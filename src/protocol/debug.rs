//! Protocol debug dumps
//!
//! Saat decode gagal, reader menyerahkan header, payload, dan error ke
//! sink. `FileDumpSink` menulis hex dump ke
//! `<dir>/QWIRE_PROTOCOL_DEBUG.<unix-nanos>`. Failure saat menulis dump
//! hanya di-log; error decode asli tetap dipropagasi.

use std::fmt::Write as _;
use std::fs;
use std::path::PathBuf;
use std::time::{SystemTime, UNIX_EPOCH};

use crate::error::ReaderError;

/// Environment variable yang mengaktifkan file dumps
pub const PROTOCOL_DEBUG_ENV: &str = "QWIRE_PROTOCOL_DEBUG";

/// Penerima dump untuk message yang gagal di-decode
pub trait ProtocolDebugSink: Send + Sync {
    fn dump(&self, header: &[u8], payload: &[u8], error: &ReaderError);
}

/// Tulis dump sebagai file hex di satu directory
#[derive(Debug, Clone)]
pub struct FileDumpSink {
    dir: PathBuf,
}

impl FileDumpSink {
    pub fn new(dir: impl Into<PathBuf>) -> Self {
        Self { dir: dir.into() }
    }

    /// `Some` jika `QWIRE_PROTOCOL_DEBUG` di-set (dan tidak kosong)
    pub fn from_env() -> Option<Self> {
        std::env::var_os(PROTOCOL_DEBUG_ENV)
            .filter(|dir| !dir.is_empty())
            .map(Self::new)
    }

    pub fn dir(&self) -> &std::path::Path {
        &self.dir
    }

    fn render(header: &[u8], payload: &[u8], error: &ReaderError) -> String {
        let mut out = String::with_capacity((header.len() + payload.len()) * 2 + 128);
        out.push_str(&hex(header));
        out.push_str(&hex(payload));
        out.push('\n');
        let _ = writeln!(out, "{error}");
        out
    }
}

impl ProtocolDebugSink for FileDumpSink {
    fn dump(&self, header: &[u8], payload: &[u8], error: &ReaderError) {
        let nanos = SystemTime::now()
            .duration_since(UNIX_EPOCH)
            .map(|d| d.as_nanos())
            .unwrap_or(0);
        let path = self.dir.join(format!("{PROTOCOL_DEBUG_ENV}.{nanos}"));

        match fs::write(&path, Self::render(header, payload, error)) {
            Ok(()) => tracing::debug!(path = %path.display(), "protocol debug dump written"),
            Err(e) => tracing::warn!(path = %path.display(), error = %e, "cannot write protocol debug dump"),
        }
    }
}

#[inline]
fn hex(bytes: &[u8]) -> String {
    let mut out = String::with_capacity(bytes.len() * 2);
    for b in bytes {
        let _ = write!(out, "{b:02x}");
    }
    out
}
impl PartialEq for Value {
    fn eq(&self, other: &Self) -> bool {
        use Value::*;
        match (self, other) {
            (Null, Null) => true,
            (Bool(a), Bool(b)) => a == b,
            (Guid(a), Guid(b)) => a == b,
            (Byte(a), Byte(b)) => a == b,
            (Short(a), Short(b)) => a == b,
            (Int(a), Int(b)) => a == b,
            (Long(a), Long(b)) => a == b,
            (Real(a), Real(b)) => f32_eq(*a, *b),
            (Float(a), Float(b)) => f64_eq(*a, *b),
            (Char(a), Char(b)) => a == b,
            (Symbol(a), Symbol(b)) => a == b,
            (Timestamp(a), Timestamp(b)) => a == b,
            (Month(a), Month(b)) => a == b,
            (Date(a), Date(b)) => a == b,
            (Datetime(a), Datetime(b)) => a == b,
            (Timespan(a), Timespan(b)) => a == b,
            (Minute(a), Minute(b)) => a == b,
            (Second(a), Second(b)) => a == b,
            (Time(a), Time(b)) => a == b,
            (List(a), List(b)) => a == b,
            (BoolList(a), BoolList(b)) => a == b,
            (GuidList(a), GuidList(b)) => a == b,
            (ByteList(a), ByteList(b)) => a == b,
            (ShortList(a), ShortList(b)) => a == b,
            (IntList(a), IntList(b)) => a == b,
            (LongList(a), LongList(b)) => a == b,
            (RealList(a), RealList(b)) => {
                a.len() == b.len() && a.iter().zip(b).all(|(x, y)| f32_eq(*x, *y))
            }
            (FloatList(a), FloatList(b)) => {
                a.len() == b.len() && a.iter().zip(b).all(|(x, y)| f64_eq(*x, *y))
            }
            (String(a), String(b)) => a == b,
            (SymbolList(a), SymbolList(b)) => a == b,
            (TimestampList(a), TimestampList(b)) => a == b,
            (MonthList(a), MonthList(b)) => a == b,
            (DateList(a), DateList(b)) => a == b,
            (DatetimeList(a), DatetimeList(b)) => a == b,
            (TimespanList(a), TimespanList(b)) => a == b,
            (MinuteList(a), MinuteList(b)) => a == b,
            (SecondList(a), SecondList(b)) => a == b,
            (TimeList(a), TimeList(b)) => a == b,
            (Error(a), Error(b)) => a == b,
            (Dictionary(a), Dictionary(b)) => a == b,
            (Table(a), Table(b)) => a == b,
            (KeyedTable(a), KeyedTable(b)) => a == b,
            (Function(a), Function(b)) => a == b,
            _ => false,
        }
    }
}
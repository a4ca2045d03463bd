//! Random Submodule (of Tree)
//!
//! Generates random binary dendrograms by agglomeration: clusters are joined
//! two at a time in random order, each join strictly higher than the last,
//! so every generated tree is a valid ultrametric dendrogram.
//!
use rand::seq::SliceRandom;
use rand::Rng;

use crate::tree::Edge;
use crate::tree::TreeError;
use crate::tree::TreeModel;
use crate::tree::DEFAULT_COLOR;
use crate::tree::ROOT_SENTINEL;

// --------------------------- PUBLIC
/// Generates a random dendrogram with `n_leaves` leaves named `leaf0..`
/// and internal nodes named `n0..` in merge order; the root hangs from the
/// sentinel.
/// # Arguments
/// * `n_leaves` - number of leaves, at least 2
/// * `rng` - source of randomness; seed it for reproducible trees
///
/// # Panics
/// Panics if `n_leaves < 2`.
pub fn random_dendrogram<R: Rng>(n_leaves: usize, rng: &mut R) -> Result<TreeModel, TreeError> {
    assert!(n_leaves >= 2, "cannot construct a dendrogram with less than 2 leaves");
    let v = 2 * n_leaves - 1;
    let mut names: Vec<String> = Vec::with_capacity(v);
    let mut xs: Vec<f64> = Vec::with_capacity(v);
    let mut ys: Vec<f64> = Vec::with_capacity(v);
    let mut parents: Vec<Option<usize>> = Vec::with_capacity(v);
    //leaves at shuffled positions
    let mut positions: Vec<usize> = (0..n_leaves).collect();
    positions.shuffle(rng);
    for (i, position) in positions.into_iter().enumerate() {
        names.push(format!("leaf{i}"));
        xs.push(position as f64);
        ys.push(0.0);
        parents.push(None);
    }
    //------------------------join clusters
    let mut active: Vec<usize> = (0..n_leaves).collect();
    let mut height = 0.0;
    while active.len() > 1 {
        let a = active.swap_remove(rng.gen_range(0..active.len()));
        let b = active.swap_remove(rng.gen_range(0..active.len()));
        height += rng.gen_range(0.1..1.0);
        let id = names.len();
        names.push(format!("n{}", id - n_leaves));
        xs.push((xs[a] + xs[b]) / 2.0);
        ys.push(height);
        parents.push(None);
        parents[a] = Some(id);
        parents[b] = Some(id);
        active.push(id);
    }
    let edges = (0..names.len())
        .map(|i| Edge {
            x: xs[i],
            y: ys[i],
            isleaf: i < n_leaves,
            child: names[i].clone(),
            parent: parents[i].map_or_else(|| ROOT_SENTINEL.to_owned(), |p| names[p].clone()),
            color: DEFAULT_COLOR.to_owned(),
        })
        .collect();
    TreeModel::new(edges)
}
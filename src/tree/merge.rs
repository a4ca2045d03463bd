//! Merge Submodule (of Tree)
//!
//! A merge collapses all children of an internal node into that node. Ordered
//! by height, lowest first, the merges of a tree describe successive
//! horizontal cuts of the dendrogram.
//!
//! `merge` submodule derives the merge sequence of a tree and applies a
//! prefix of it to an array of sample labels.
//!
//! This module contains the types: `MergeRecord`, `MergeReport`,
//! `MergeSequenceExhausted`
//!
use std::collections::BTreeSet;

use itertools::Itertools;
use log::debug;
use log::warn;
use thiserror::Error;

use crate::tree::TreeModel;
use crate::tree::ROOT_SENTINEL;

/// Roots merge after everything else: their height is the tree maximum plus this.
const ROOT_MERGE_OFFSET: f64 = 1.0;

/// One step of the merge sequence
#[derive(Debug, Clone, PartialEq, Eq)]
pub struct MergeRecord {
    /// labels consumed by this merge
    pub children: BTreeSet<String>,
    /// label they collapse into
    pub parent: String,
    /// distinct labels left after this merge, starting from the leaf set
    pub remaining: usize,
}

/// More merges were requested than the sequence holds.
#[derive(Error, Debug, Clone, Copy, PartialEq, Eq)]
#[error("requested {requested} merges but only {available} are available")]
pub struct MergeSequenceExhausted {
    pub requested: usize,
    pub available: usize,
}

/// Outcome of `apply_merges`
#[derive(Debug, Clone, PartialEq, Eq)]
pub struct MergeReport {
    pub requested: usize,
    pub applied: usize,
    pub exhausted: Option<MergeSequenceExhausted>,
}

// --------------------------- PUBLIC
pub(crate) fn merge_sequence(tree: &TreeModel) -> Vec<MergeRecord> {
    let child_map = tree.child_map();
    let root_height = tree.max_height() + ROOT_MERGE_OFFSET;
    let mut candidates: Vec<(&str, f64)> = tree
        .edges()
        .iter()
        .map(|edge| edge.parent.as_str())
        .filter(|parent| *parent != ROOT_SENTINEL && !tree.is_leaf(parent))
        .unique()
        .map(|parent| (parent, merge_height(tree, parent, root_height)))
        .collect();
    //stable: equal heights keep row order
    candidates.sort_by(|a, b| a.1.total_cmp(&b.1));
    //the last candidate is never merged away
    let n_merges = candidates.len().saturating_sub(1);
    let mut remaining = tree.leaves().len();
    candidates
        .into_iter()
        .take(n_merges)
        .map(|(parent, _)| {
            let children: BTreeSet<String> = child_map
                .get(parent)
                .map(|children| children.iter().map(|child| child.to_string()).collect())
                .unwrap_or_default();
            remaining = (remaining + 1).saturating_sub(children.len());
            MergeRecord {
                children,
                parent: parent.to_owned(),
                remaining,
            }
        })
        .collect()
}

/// Applies the first `n_merges` records of `merges`, in order, relabelling
/// every label equal to a merged child into its parent.
/// # Arguments
/// * `labels` - sample labels, rewritten in place
/// * `merges` - output of `TreeModel::merge_sequence`
/// * `n_merges` - merges to apply; clamped to the sequence length
///
/// Asking for more merges than available is not an error: all merges are
/// applied and the shortfall is reported in the returned `MergeReport`.
pub fn apply_merges(labels: &mut [String], merges: &[MergeRecord], n_merges: usize) -> MergeReport {
    let applied = n_merges.min(merges.len());
    for record in &merges[..applied] {
        for child in &record.children {
            let mut moved = 0;
            for label in labels.iter_mut().filter(|label| label.as_str() == child.as_str()) {
                label.clone_from(&record.parent);
                moved += 1;
            }
            debug!("{} in {} --> {}", moved, child, record.parent);
        }
    }
    let exhausted = (n_merges > merges.len()).then_some(MergeSequenceExhausted {
        requested: n_merges,
        available: merges.len(),
    });
    if let Some(shortfall) = &exhausted {
        warn!("{shortfall}; stopped after {applied} merges");
    }
    MergeReport {
        requested: n_merges,
        applied,
        exhausted,
    }
}

// --------------------------- helpers
fn merge_height(tree: &TreeModel, name: &str, root_height: f64) -> f64 {
    match tree.edge(name) {
        Some(edge) if !edge.is_root() => edge.y,
        _ => root_height,
    }
}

....

# Work request:
Extract the first line above and each line after it up to and including the one with "use std::path::PathBuf;", please, exactly and with nothing else.

# Exercise output:
filename src/protocol/debug.rs
//! Protocol debug dumps
//!
//! Saat decode gagal, reader menyerahkan header, payload, dan error ke
//! sink. `FileDumpSink` menulis hex dump ke
//! `<dir>/QWIRE_PROTOCOL_DEBUG.<unix-nanos>`. Failure saat menulis dump
//! hanya di-log; error decode asli tetap dipropagasi.

use std::fmt::Write as _;
use std::fs;
use std::path::PathBuf;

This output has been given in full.